╔══

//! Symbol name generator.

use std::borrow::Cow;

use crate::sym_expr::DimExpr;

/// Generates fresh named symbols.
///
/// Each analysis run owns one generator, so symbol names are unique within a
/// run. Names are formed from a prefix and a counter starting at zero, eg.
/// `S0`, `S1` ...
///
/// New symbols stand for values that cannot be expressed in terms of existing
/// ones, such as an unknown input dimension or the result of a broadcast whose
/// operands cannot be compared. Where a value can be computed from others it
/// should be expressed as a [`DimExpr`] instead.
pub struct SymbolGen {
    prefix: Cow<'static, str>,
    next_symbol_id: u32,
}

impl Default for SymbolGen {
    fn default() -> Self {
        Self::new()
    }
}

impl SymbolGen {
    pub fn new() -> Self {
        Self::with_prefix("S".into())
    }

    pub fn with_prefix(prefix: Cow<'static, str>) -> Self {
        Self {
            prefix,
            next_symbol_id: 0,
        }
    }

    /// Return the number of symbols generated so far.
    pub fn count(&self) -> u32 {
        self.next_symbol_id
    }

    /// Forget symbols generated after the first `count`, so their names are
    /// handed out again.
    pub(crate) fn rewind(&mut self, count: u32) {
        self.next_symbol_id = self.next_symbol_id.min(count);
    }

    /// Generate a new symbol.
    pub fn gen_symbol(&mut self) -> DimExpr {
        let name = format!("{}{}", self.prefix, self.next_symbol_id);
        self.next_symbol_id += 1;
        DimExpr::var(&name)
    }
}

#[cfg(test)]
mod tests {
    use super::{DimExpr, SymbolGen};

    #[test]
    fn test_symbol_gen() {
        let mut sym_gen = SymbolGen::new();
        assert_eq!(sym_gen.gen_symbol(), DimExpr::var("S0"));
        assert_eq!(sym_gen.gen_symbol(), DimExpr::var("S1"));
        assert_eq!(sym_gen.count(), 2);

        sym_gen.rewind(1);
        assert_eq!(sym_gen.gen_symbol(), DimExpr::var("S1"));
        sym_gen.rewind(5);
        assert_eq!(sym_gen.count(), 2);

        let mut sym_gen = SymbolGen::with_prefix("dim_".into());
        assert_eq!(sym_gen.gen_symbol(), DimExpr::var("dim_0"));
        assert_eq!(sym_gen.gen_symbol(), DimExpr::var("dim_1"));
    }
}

╚══
╔══

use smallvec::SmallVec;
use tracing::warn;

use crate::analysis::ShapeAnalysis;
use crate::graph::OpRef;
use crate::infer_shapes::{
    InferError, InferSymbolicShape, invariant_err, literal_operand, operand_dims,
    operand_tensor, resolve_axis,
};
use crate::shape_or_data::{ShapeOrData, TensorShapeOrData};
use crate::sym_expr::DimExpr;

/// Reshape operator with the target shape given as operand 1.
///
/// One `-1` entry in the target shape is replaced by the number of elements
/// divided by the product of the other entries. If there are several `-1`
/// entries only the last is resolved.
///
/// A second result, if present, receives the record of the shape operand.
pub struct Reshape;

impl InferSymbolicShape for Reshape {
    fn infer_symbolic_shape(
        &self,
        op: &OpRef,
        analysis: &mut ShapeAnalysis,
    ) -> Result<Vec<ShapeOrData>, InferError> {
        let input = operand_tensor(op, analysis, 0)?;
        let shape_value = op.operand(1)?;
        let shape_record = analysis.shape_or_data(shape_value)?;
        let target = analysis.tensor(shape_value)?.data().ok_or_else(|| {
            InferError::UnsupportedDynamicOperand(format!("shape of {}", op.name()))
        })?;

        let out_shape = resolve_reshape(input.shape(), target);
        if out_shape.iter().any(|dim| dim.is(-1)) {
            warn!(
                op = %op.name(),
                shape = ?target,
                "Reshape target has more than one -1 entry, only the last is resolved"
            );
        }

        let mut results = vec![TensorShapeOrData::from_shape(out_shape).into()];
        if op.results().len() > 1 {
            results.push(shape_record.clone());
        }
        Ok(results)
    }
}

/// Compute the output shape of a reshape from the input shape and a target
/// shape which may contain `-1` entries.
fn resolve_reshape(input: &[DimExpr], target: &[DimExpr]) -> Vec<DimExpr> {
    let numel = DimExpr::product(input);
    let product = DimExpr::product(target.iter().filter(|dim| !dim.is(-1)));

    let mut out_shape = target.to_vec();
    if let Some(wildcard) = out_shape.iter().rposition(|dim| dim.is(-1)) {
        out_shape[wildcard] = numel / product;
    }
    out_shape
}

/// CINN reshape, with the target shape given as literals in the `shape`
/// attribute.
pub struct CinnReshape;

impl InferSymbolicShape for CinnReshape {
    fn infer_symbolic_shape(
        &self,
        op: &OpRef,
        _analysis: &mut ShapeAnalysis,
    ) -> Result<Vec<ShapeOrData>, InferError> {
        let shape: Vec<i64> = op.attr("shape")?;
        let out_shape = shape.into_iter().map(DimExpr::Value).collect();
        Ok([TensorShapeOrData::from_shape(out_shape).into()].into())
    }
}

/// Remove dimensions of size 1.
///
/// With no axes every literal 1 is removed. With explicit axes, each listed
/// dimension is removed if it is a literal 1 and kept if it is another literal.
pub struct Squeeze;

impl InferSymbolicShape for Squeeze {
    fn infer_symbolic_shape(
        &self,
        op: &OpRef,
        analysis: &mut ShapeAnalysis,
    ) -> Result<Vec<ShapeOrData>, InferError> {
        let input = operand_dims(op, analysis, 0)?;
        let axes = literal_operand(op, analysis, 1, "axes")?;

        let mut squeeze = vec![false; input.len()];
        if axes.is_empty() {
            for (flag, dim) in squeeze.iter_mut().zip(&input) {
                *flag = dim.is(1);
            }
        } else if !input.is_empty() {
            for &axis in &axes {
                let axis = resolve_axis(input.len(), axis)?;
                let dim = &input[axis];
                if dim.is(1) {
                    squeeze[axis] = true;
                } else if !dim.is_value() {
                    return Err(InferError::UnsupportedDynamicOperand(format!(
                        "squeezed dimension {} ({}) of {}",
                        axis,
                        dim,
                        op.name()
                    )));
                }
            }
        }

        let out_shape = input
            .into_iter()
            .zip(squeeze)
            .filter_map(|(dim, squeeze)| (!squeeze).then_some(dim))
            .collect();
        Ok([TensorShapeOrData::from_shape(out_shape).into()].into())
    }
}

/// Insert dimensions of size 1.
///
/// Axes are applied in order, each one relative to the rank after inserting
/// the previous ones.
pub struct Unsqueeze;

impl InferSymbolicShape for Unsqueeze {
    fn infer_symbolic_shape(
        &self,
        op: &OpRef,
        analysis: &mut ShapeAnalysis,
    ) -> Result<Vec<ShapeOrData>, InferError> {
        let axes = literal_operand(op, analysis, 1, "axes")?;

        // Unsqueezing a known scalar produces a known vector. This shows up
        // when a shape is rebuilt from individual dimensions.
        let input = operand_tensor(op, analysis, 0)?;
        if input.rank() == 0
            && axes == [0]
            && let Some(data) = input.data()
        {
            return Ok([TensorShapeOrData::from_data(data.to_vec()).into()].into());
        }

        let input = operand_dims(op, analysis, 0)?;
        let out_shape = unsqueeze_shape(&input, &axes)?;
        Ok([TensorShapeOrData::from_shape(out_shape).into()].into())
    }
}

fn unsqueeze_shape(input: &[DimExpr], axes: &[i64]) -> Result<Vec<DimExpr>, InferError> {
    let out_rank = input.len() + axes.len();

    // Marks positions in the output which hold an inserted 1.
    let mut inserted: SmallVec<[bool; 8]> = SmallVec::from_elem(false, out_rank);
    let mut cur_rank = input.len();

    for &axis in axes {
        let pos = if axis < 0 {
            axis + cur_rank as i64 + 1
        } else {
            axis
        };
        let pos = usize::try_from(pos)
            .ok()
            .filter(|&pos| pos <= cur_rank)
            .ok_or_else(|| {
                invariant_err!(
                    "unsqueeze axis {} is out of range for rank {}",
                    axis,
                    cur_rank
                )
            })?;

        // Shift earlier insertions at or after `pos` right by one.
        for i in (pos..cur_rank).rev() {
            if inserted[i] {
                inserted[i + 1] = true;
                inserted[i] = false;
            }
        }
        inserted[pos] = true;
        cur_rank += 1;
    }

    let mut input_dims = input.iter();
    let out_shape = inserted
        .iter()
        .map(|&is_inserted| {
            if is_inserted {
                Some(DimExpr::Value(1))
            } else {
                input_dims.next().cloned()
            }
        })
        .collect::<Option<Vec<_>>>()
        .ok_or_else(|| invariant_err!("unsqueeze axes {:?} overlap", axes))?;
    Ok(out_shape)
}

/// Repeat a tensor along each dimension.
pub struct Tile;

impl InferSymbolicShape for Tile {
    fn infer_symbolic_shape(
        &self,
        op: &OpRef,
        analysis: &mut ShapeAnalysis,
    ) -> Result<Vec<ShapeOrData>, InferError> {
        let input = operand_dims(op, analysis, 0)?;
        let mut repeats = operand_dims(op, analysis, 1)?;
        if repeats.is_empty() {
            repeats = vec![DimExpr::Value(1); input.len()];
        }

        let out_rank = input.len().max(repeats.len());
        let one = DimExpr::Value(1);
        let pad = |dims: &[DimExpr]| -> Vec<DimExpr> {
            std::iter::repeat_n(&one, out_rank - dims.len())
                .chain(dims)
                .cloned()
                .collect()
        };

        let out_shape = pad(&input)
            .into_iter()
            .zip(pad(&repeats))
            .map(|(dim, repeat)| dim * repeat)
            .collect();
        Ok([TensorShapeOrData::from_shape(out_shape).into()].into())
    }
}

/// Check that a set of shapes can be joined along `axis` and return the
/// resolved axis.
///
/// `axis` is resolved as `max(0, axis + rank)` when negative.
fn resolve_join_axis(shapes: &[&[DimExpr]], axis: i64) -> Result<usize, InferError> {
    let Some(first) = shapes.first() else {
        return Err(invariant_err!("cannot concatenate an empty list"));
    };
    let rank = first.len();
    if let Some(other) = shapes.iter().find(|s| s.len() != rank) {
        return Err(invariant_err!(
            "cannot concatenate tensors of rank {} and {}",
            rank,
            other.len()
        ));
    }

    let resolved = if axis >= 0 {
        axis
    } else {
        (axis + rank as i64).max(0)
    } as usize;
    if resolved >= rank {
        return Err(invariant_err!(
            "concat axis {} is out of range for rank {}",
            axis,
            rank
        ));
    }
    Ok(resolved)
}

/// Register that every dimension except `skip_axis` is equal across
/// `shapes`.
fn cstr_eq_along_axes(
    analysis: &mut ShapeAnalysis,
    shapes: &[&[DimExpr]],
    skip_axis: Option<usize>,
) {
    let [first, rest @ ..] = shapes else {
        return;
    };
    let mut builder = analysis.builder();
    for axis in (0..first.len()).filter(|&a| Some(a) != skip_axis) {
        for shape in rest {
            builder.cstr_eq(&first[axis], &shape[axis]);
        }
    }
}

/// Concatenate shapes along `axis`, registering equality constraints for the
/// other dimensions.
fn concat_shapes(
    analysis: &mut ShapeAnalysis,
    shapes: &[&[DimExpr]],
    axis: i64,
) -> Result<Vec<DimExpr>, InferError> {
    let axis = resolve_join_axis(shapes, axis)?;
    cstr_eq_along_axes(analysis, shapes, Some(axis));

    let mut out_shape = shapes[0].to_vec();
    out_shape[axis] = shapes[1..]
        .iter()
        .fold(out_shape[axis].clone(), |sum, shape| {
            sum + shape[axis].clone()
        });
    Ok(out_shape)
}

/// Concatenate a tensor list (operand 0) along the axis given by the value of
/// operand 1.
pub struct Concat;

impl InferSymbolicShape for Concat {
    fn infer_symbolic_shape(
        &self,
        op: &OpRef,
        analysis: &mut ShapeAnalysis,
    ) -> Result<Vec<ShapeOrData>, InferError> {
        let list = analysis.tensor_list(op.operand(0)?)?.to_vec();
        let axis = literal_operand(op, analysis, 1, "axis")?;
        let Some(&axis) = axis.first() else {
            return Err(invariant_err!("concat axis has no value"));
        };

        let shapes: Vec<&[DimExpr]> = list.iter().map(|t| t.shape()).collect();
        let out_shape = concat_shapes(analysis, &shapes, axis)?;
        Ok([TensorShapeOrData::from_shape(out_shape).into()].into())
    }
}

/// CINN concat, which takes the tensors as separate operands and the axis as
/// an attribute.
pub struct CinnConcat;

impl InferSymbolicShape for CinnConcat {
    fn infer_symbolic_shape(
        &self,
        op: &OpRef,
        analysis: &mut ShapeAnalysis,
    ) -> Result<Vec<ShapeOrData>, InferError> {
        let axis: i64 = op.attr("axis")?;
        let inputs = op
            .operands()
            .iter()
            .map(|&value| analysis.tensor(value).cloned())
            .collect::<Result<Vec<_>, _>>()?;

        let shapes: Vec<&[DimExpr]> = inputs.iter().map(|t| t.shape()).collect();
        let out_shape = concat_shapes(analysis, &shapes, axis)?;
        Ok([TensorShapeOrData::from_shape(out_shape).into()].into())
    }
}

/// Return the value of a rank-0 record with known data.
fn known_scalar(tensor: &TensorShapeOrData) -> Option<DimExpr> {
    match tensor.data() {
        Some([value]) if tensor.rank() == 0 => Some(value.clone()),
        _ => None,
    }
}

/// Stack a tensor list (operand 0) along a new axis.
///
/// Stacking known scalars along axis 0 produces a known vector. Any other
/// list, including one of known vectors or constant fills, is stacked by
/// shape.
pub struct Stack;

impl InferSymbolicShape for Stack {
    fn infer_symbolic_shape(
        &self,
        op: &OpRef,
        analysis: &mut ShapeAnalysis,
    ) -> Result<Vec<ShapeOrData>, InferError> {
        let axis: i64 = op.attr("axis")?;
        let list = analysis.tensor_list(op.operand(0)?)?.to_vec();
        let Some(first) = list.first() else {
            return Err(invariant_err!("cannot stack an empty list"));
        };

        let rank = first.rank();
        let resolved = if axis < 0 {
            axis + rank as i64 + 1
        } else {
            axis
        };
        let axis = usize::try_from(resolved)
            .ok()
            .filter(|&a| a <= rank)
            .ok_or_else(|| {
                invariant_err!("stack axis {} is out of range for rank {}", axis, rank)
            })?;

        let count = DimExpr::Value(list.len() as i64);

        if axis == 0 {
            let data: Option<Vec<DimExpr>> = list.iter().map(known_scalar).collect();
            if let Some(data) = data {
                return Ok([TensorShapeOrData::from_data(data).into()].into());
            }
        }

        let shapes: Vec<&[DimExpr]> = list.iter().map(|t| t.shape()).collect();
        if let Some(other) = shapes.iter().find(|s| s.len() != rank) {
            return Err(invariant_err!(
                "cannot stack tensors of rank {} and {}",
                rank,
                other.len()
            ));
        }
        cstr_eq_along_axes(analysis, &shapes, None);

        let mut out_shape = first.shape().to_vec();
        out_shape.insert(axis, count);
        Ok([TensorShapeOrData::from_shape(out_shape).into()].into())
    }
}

╚══
╔══

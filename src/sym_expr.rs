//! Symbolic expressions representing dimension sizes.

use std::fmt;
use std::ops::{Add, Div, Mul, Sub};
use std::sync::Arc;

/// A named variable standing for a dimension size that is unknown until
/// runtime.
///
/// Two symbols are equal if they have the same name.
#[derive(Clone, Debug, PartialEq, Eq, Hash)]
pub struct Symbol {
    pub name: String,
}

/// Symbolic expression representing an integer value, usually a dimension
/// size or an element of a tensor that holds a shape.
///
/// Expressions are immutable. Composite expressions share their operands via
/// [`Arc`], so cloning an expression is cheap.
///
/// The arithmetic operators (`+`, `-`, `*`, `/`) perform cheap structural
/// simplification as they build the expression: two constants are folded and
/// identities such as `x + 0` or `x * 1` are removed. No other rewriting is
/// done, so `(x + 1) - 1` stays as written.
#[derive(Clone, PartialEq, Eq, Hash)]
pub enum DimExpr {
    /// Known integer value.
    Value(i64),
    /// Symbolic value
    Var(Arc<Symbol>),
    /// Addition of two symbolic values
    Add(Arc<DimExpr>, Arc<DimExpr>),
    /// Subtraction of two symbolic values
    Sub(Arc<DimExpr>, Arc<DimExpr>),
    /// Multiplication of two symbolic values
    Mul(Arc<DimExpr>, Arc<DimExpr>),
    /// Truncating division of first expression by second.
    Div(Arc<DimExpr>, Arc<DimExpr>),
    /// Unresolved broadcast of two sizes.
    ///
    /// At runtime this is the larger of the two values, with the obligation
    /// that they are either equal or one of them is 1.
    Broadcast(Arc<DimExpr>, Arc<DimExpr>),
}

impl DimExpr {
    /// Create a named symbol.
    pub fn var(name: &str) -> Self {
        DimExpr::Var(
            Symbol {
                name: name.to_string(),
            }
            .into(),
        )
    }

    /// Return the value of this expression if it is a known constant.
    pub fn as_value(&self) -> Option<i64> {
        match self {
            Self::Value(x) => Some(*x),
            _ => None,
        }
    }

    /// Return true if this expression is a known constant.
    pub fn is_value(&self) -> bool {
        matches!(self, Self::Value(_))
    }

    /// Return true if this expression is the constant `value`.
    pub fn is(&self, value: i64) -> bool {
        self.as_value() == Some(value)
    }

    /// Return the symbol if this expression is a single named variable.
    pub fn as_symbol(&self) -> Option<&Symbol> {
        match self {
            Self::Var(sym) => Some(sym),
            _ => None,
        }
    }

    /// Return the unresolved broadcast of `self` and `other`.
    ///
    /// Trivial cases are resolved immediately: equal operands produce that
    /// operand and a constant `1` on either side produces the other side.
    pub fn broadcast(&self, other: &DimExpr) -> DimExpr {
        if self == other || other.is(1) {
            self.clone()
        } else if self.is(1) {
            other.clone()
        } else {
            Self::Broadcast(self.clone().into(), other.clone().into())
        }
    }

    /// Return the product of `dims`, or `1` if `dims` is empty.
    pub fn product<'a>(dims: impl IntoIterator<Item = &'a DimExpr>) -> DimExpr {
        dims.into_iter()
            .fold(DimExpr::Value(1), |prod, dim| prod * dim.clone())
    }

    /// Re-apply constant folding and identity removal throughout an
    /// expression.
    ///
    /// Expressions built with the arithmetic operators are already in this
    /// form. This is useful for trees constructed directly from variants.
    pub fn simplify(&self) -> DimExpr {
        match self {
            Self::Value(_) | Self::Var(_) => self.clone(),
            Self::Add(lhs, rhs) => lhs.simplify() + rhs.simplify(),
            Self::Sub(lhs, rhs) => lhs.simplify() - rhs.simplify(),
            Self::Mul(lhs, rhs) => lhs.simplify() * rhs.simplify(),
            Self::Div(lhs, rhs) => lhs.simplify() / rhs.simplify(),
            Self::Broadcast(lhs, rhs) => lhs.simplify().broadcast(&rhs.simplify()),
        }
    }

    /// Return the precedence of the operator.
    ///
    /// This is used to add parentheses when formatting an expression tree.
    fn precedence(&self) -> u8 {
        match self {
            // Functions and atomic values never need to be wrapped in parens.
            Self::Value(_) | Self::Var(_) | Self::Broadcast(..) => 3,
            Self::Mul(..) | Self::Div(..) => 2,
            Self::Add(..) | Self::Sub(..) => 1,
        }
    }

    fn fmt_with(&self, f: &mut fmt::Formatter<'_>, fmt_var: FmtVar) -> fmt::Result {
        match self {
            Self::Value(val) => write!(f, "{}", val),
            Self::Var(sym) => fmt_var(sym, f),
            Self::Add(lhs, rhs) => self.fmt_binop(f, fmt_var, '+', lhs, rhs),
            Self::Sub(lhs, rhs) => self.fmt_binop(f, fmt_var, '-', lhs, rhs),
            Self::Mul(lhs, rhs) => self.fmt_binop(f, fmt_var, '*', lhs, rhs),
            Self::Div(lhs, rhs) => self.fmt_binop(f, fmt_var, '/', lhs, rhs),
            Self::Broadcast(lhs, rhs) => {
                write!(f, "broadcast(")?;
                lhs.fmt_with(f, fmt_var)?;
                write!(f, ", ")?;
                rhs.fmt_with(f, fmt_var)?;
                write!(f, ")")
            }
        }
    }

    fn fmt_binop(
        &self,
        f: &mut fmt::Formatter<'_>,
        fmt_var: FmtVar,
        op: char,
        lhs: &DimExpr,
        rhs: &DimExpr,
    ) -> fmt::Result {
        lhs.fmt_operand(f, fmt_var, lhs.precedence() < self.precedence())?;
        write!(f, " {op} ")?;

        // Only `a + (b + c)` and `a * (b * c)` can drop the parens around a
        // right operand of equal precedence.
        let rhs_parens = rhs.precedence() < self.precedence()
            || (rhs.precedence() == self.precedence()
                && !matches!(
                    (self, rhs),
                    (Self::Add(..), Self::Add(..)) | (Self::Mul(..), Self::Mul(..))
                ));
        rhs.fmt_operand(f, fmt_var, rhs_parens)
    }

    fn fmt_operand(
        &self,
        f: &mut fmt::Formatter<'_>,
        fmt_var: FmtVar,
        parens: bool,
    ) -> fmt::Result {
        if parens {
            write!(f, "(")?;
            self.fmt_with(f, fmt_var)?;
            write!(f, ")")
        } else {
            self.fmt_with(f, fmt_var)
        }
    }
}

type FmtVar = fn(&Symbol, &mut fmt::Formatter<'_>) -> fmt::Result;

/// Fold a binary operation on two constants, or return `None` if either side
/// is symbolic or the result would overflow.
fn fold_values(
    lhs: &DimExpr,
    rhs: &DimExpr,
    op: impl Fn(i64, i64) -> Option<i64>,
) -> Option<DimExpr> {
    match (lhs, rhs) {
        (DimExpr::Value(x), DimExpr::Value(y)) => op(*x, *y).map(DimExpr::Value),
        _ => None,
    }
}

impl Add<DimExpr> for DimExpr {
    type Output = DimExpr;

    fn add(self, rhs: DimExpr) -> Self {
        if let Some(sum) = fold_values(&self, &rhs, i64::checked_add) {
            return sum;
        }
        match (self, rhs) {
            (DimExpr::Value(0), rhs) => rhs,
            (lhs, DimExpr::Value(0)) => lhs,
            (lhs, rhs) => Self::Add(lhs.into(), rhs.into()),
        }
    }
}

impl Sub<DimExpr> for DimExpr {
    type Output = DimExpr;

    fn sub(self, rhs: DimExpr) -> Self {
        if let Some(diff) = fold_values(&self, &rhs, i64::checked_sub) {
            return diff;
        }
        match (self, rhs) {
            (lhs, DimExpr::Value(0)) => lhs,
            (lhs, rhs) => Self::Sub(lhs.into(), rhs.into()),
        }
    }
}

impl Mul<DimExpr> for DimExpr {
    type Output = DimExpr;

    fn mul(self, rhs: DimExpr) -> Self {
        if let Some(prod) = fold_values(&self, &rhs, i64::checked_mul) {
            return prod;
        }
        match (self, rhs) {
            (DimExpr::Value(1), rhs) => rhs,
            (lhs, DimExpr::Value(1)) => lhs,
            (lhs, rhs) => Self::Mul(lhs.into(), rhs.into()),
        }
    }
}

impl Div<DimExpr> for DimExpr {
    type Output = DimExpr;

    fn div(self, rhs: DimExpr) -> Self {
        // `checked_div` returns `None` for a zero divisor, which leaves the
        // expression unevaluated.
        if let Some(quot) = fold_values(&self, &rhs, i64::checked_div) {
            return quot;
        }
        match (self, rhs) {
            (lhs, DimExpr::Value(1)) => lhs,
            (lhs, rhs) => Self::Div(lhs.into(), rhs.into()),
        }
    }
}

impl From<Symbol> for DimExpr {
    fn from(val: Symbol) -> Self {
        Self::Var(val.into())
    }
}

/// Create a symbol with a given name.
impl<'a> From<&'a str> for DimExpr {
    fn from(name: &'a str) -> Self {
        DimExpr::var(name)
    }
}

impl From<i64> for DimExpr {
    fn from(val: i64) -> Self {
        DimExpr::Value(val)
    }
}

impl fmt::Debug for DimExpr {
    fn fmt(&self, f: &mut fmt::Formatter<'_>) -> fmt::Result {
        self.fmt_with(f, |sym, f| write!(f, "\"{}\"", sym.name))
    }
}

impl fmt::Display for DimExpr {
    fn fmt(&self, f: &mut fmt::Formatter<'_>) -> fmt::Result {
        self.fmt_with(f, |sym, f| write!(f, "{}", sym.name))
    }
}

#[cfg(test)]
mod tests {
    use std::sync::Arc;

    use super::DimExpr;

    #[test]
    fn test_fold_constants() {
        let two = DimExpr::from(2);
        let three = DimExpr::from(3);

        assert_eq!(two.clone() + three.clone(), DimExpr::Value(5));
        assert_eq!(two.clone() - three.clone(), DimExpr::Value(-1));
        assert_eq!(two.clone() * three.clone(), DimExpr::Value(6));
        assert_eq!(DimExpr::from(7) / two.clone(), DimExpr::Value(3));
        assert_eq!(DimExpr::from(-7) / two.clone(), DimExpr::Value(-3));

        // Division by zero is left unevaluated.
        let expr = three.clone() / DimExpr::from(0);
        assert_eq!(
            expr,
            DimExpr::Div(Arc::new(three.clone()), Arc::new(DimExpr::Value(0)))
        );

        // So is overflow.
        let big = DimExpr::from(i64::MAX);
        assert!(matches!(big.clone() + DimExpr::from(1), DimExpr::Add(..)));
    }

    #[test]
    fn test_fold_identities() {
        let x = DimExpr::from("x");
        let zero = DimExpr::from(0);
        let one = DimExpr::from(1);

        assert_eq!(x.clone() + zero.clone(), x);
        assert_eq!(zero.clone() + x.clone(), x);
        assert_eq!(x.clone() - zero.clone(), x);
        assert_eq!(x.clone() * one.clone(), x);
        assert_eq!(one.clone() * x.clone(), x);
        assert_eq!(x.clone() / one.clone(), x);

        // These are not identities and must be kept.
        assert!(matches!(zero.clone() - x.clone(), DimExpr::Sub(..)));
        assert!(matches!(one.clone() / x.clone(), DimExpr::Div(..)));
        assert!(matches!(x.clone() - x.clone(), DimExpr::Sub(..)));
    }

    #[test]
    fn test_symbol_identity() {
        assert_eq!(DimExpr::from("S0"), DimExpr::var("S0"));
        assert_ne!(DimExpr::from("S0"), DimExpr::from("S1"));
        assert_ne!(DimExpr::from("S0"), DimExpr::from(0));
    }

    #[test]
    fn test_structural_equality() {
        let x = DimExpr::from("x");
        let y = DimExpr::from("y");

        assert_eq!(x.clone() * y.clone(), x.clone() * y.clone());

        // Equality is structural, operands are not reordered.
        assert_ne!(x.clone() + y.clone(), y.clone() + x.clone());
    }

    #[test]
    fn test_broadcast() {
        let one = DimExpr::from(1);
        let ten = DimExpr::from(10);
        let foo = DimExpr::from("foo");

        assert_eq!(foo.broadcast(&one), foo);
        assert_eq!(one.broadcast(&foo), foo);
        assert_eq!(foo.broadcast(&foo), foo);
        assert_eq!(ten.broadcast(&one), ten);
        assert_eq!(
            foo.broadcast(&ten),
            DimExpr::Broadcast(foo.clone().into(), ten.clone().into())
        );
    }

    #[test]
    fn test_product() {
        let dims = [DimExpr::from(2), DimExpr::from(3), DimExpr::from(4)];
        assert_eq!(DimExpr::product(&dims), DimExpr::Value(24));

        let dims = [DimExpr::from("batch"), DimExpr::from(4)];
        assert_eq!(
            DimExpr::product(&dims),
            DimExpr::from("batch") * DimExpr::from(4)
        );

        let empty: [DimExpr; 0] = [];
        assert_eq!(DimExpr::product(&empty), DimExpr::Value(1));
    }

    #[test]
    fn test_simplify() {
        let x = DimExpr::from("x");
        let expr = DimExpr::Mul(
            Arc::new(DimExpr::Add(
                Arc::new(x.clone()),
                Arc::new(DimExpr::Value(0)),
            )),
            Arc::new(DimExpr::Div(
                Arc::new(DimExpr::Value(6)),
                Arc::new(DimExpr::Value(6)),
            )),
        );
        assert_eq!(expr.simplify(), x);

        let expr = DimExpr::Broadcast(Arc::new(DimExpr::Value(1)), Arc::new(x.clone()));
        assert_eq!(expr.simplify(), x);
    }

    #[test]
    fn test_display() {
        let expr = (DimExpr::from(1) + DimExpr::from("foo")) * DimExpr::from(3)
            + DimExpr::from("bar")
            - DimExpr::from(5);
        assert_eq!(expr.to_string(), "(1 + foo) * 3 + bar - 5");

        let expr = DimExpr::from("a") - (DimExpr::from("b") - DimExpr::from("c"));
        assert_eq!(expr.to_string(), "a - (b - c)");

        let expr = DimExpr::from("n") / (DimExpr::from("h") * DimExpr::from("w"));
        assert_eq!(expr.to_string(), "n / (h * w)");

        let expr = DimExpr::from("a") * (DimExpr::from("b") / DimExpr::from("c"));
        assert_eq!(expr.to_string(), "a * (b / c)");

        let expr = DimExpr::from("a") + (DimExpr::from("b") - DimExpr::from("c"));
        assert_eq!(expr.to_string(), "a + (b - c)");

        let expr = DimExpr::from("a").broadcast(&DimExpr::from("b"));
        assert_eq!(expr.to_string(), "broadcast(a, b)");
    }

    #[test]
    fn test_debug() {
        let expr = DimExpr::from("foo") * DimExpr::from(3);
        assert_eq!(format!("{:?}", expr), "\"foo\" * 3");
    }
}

╚══

*Problem requirements*
From the entries, report each line that includes the word "when".

*Solution*
        // when a shape is rebuilt from individual dimensions.
/// `axis` is resolved as `max(0, axis + rank)` when negative.
    /// This is used to add parentheses when formatting an expression tree.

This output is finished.